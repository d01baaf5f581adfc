//! Squadron Runtime Library
//!
//! Core functionality for the Squadron agent runtime:
//! - Agent contract and per-agent lifecycle slots
//! - Capability-based agent selection
//! - Priority queueing and global concurrency limiting
//! - Supervised execution with timeouts, retries and backoff
//! - Optional external session hosting (one pane per agent)

pub mod agent;
pub mod error;
pub mod orchestration;
pub mod session;
pub mod task;

pub use agent::{Agent, AgentError, BoxedAgent, CommandAgent, EchoAgent};
pub use error::{OrchestratorError, Result};
pub use orchestration::{JobTicket, Orchestrator, ShutdownReport};
pub use task::{SubmitOptions, Task, TaskTarget};
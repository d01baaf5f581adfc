//! Errors surfaced by the orchestrator's public operations.

use squadron_core::RuntimeState;

use crate::agent::SlotError;
use crate::session::SessionHostError;

#[derive(Debug, thiserror::Error)]
pub enum OrchestratorError {
    #[error("Setup failed for agent '{agent}': {source}")]
    Setup {
        agent: String,
        #[source]
        source: SlotError,
    },

    #[error("No agent matches task: {description}")]
    NoMatchingAgent { description: String },

    #[error("Unknown agent: {name}")]
    UnknownAgent { name: String },

    #[error("Agent already registered: {name}")]
    DuplicateAgent { name: String },

    #[error("Invalid agent descriptor: {reason}")]
    InvalidDescriptor { reason: String },

    #[error("Task already pending: {id}")]
    DuplicateTask { id: String },

    #[error("Runtime is {state}, not accepting tasks")]
    NotAcceptingTasks { state: RuntimeState },

    #[error("Runtime already initialized (state: {state})")]
    AlreadyInitialized { state: RuntimeState },

    #[error("Agents can only be registered before initialization (state: {state})")]
    RegistrationClosed { state: RuntimeState },

    #[error("Session host error: {0}")]
    SessionHost(#[from] SessionHostError),
}

pub type Result<T> = std::result::Result<T, OrchestratorError>;
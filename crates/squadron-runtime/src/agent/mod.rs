//! Agent behavior contract and the per-instance lifecycle slot.
//!
//! - [`Agent`]: the async capability every agent implements.
//! - [`AgentSlot`]: owns one agent instance and enforces its lifecycle
//!   (`Uninitialized -> Ready <-> Executing -> ShuttingDown -> Terminated`).
//! - [`CommandAgent`] / [`EchoAgent`]: built-in agents used by the binary.

pub mod builtin;
pub mod command;
pub mod slot;

use async_trait::async_trait;
use serde_json::Value;

use squadron_core::{AgentDescriptor, RegistryEntry};

use crate::task::Task;

pub use builtin::EchoAgent;
pub use command::CommandAgent;
pub use slot::{AgentSlot, ExecutionGuard, SlotError};

/// Behavior of one agent instance.
///
/// The runtime guarantees `process` is never called concurrently on the same
/// instance, and never before `setup` has succeeded.
#[async_trait]
pub trait Agent: Send {
    /// One-time initialization. Runs at most once successfully.
    async fn setup(&mut self) -> Result<(), AgentError> {
        Ok(())
    }

    /// Handle one task and produce its result.
    async fn process(&mut self, task: &Task) -> Result<Value, AgentError>;

    /// Release resources. Called once during shutdown.
    async fn cleanup(&mut self) -> Result<(), AgentError> {
        Ok(())
    }
}

pub type BoxedAgent = Box<dyn Agent>;

/// Instantiate registry entries: a [`CommandAgent`] when the entry names a
/// command, an [`EchoAgent`] otherwise.
pub fn from_registry(
    entries: Vec<RegistryEntry>,
) -> Result<Vec<(AgentDescriptor, BoxedAgent)>, AgentError> {
    entries
        .into_iter()
        .map(|entry| {
            let name = entry.descriptor.name.clone();
            let agent: BoxedAgent = match &entry.command {
                Some(argv) => Box::new(CommandAgent::new(name, argv)?),
                None => Box::new(EchoAgent::new(name)),
            };
            Ok((entry.descriptor, agent))
        })
        .collect()
}

/// Errors raised by agent implementations.
#[derive(Debug, thiserror::Error)]
pub enum AgentError {
    #[error("{0}")]
    Message(String),

    #[error("Command exited with code {code:?}: {stderr}")]
    CommandFailed { code: Option<i32>, stderr: String },

    #[error("I/O error: {0}")]
    Io(#[from] std::io::Error),

    #[error("JSON error: {0}")]
    Json(#[from] serde_json::Error),
}

impl AgentError {
    pub fn msg(message: impl Into<String>) -> Self {
        Self::Message(message.into())
    }
}
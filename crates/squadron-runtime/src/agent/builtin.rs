//! Echo agent: answers every task with its own name and the payload.

use async_trait::async_trait;
use serde_json::{Value, json};

use super::{Agent, AgentError};
use crate::task::Task;

/// Agent with no external process; used for registry entries without a command.
pub struct EchoAgent {
    name: String,
}

impl EchoAgent {
    pub fn new(name: impl Into<String>) -> Self {
        Self { name: name.into() }
    }
}

#[async_trait]
impl Agent for EchoAgent {
    async fn process(&mut self, task: &Task) -> Result<Value, AgentError> {
        Ok(json!({
            "agent": self.name,
            "taskId": task.id,
            "priority": task.priority,
            "payload": task.payload,
        }))
    }
}

#[cfg(test)]
#[allow(clippy::unwrap_used)]
mod tests {
    use super::*;
    use crate::task::{SubmitOptions, TaskTarget};

    #[tokio::test]
    async fn echoes_payload() {
        let mut agent = EchoAgent::new("echo");
        let task = Task::new(
            &TaskTarget::from("say"),
            json!({"text": "hi"}),
            SubmitOptions::default().with_task_id("t-1"),
        );
        let out = agent.process(&task).await.unwrap();
        assert_eq!(out["agent"], "echo");
        assert_eq!(out["taskId"], "t-1");
        assert_eq!(out["priority"], "medium");
        assert_eq!(out["payload"]["text"], "hi");
    }
}
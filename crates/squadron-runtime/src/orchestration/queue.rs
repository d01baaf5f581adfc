//! Priority queue of accepted tasks awaiting admission.
//!
//! Higher priority dequeues first; within a priority, submission order is
//! preserved (FIFO) by a monotonically increasing sequence number.

use std::cmp::{Ordering as CmpOrdering, Reverse};
use std::collections::BinaryHeap;
use std::sync::atomic::{AtomicU64, Ordering};

use parking_lot::Mutex;
use tokio::sync::Notify;

use squadron_core::Priority;

use crate::task::Task;

struct QueuedTask {
    priority: Priority,
    seq: Reverse<u64>,
    task: Task,
}

impl QueuedTask {
    const fn key(&self) -> (Priority, Reverse<u64>) {
        (self.priority, self.seq)
    }
}

impl PartialEq for QueuedTask {
    fn eq(&self, other: &Self) -> bool {
        self.key() == other.key()
    }
}

impl Eq for QueuedTask {}

impl PartialOrd for QueuedTask {
    fn partial_cmp(&self, other: &Self) -> Option<CmpOrdering> {
        Some(self.cmp(other))
    }
}

impl Ord for QueuedTask {
    fn cmp(&self, other: &Self) -> CmpOrdering {
        self.key().cmp(&other.key())
    }
}

#[derive(Default)]
pub struct TaskQueue {
    heap: Mutex<BinaryHeap<QueuedTask>>,
    seq: AtomicU64,
    notify: Notify,
}

impl TaskQueue {
    pub fn new() -> Self {
        Self::default()
    }

    pub fn enqueue(&self, task: Task) {
        let seq = self.seq.fetch_add(1, Ordering::SeqCst);
        self.heap.lock().push(QueuedTask {
            priority: task.priority,
            seq: Reverse(seq),
            task,
        });
        self.notify.notify_one();
    }

    pub fn dequeue_next(&self) -> Option<Task> {
        self.heap.lock().pop().map(|q| q.task)
    }

    /// Resolves after the next `enqueue`; a wake-up sent while nobody was
    /// waiting is kept for the next caller.
    pub async fn notified(&self) {
        self.notify.notified().await;
    }

    pub fn len(&self) -> usize {
        self.heap.lock().len()
    }

    pub fn is_empty(&self) -> bool {
        self.heap.lock().is_empty()
    }

    /// Remove every queued task, highest priority first.
    pub fn drain(&self) -> Vec<Task> {
        let heap = std::mem::take(&mut *self.heap.lock());
        heap.into_sorted_vec().into_iter().rev().map(|q| q.task).collect()
    }
}

#[cfg(test)]
#[allow(clippy::unwrap_used)]
mod tests {
    use super::*;
    use crate::task::{SubmitOptions, TaskTarget};
    use serde_json::json;
    use std::sync::Arc;
    use std::time::Duration;

    fn task(id: &str, priority: Priority) -> Task {
        Task::new(
            &TaskTarget::from("t"),
            json!(null),
            SubmitOptions::default()
                .with_task_id(id)
                .with_priority(priority),
        )
    }

    fn ids(tasks: &[Task]) -> Vec<&str> {
        tasks.iter().map(|t| t.id.as_str()).collect()
    }

    #[test]
    fn priority_then_fifo() {
        let queue = TaskQueue::new();
        queue.enqueue(task("low", Priority::Low));
        queue.enqueue(task("med-1", Priority::Medium));
        queue.enqueue(task("crit", Priority::Critical));
        queue.enqueue(task("med-2", Priority::Medium));
        queue.enqueue(task("high", Priority::High));
        assert_eq!(queue.len(), 5);

        let order: Vec<Task> = std::iter::from_fn(|| queue.dequeue_next()).collect();
        assert_eq!(ids(&order), vec!["crit", "high", "med-1", "med-2", "low"]);
        assert!(queue.is_empty());
    }

    #[test]
    fn drain_returns_everything_in_order() {
        let queue = TaskQueue::new();
        queue.enqueue(task("a", Priority::Low));
        queue.enqueue(task("b", Priority::High));
        queue.enqueue(task("c", Priority::Low));
        let drained = queue.drain();
        assert_eq!(ids(&drained), vec!["b", "a", "c"]);
        assert!(queue.dequeue_next().is_none());
    }

    #[tokio::test]
    async fn enqueue_wakes_waiter() {
        let queue = Arc::new(TaskQueue::new());
        let waiter = {
            let queue = Arc::clone(&queue);
            tokio::spawn(async move {
                queue.notified().await;
                queue.dequeue_next().map(|t| t.id)
            })
        };
        tokio::task::yield_now().await;
        queue.enqueue(task("wake", Priority::Medium));
        let got = tokio::time::timeout(Duration::from_secs(1), waiter)
            .await
            .unwrap()
            .unwrap();
        assert_eq!(got.unwrap().as_str(), "wake");
    }

    #[tokio::test]
    async fn wakeup_before_wait_is_not_lost() {
        let queue = TaskQueue::new();
        queue.enqueue(task("early", Priority::Low));
        tokio::time::timeout(Duration::from_secs(1), queue.notified())
            .await
            .unwrap();
    }
}
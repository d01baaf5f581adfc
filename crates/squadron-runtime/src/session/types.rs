//! Session host contract.

use async_trait::async_trait;
use serde::{Deserialize, Serialize};

use squadron_core::{ExecutionPlan, PaneStatus, TaskId};

/// Reference to a provisioned session.
#[derive(Debug, Clone, PartialEq, Eq, Serialize, Deserialize)]
#[serde(rename_all = "camelCase")]
pub struct SessionHandle {
    pub session_name: String,
    pub task_id: TaskId,
    pub panes: usize,
}

impl SessionHandle {
    pub fn for_plan(plan: &ExecutionPlan) -> Self {
        Self {
            session_name: plan.session_name.clone(),
            task_id: plan.task_id.clone(),
            panes: plan.pane_count(),
        }
    }
}

/// External environment that runs one agent per pane of a session.
///
/// Provisioning is never retried by the runtime; `teardown` is always
/// called once provisioning succeeded, whatever the outcome.
#[async_trait]
pub trait SessionHost: Send + Sync {
    async fn provision(&self, plan: &ExecutionPlan) -> Result<SessionHandle, SessionHostError>;

    /// Current status of every pane, indexed like `plan.panes`.
    async fn poll_status(&self, handle: &SessionHandle)
    -> Result<Vec<PaneStatus>, SessionHostError>;

    async fn teardown(&self, handle: &SessionHandle) -> Result<(), SessionHostError>;
}

/// Errors from a session host.
#[derive(Debug, thiserror::Error)]
pub enum SessionHostError {
    #[error("Failed to provision session {session}: {reason}")]
    Provision { session: String, reason: String },

    #[error("Failed to poll session {session}: {reason}")]
    Poll { session: String, reason: String },

    #[error("Failed to tear down session {session}: {reason}")]
    Teardown { session: String, reason: String },

    #[error("Unknown session: {session}")]
    UnknownSession { session: String },
}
────────────────
- [WHAT NEEDS TO BE DONE]
Please transcribe the material line by line, exactly, from its opening line through the line that contains "use squadron_core::RuntimeState;".

- [SOLUTION TO THIS TASK]
repository d01baaf5f581adfc
//! Squadron Runtime Library
//!
//! Core functionality for the Squadron agent runtime:
//! - Agent contract and per-agent lifecycle slots
//! - Capability-based agent selection
//! - Priority queueing and global concurrency limiting
//! - Supervised execution with timeouts, retries and backoff
//! - Optional external session hosting (one pane per agent)

pub mod agent;
pub mod error;
pub mod orchestration;
pub mod session;
pub mod task;

pub use agent::{Agent, AgentError, BoxedAgent, CommandAgent, EchoAgent};
pub use error::{OrchestratorError, Result};
pub use orchestration::{JobTicket, Orchestrator, ShutdownReport};
pub use task::{SubmitOptions, Task, TaskTarget};
repository d01baaf5f581adfc
//! Errors surfaced by the orchestrator's public operations.

use squadron_core::RuntimeState;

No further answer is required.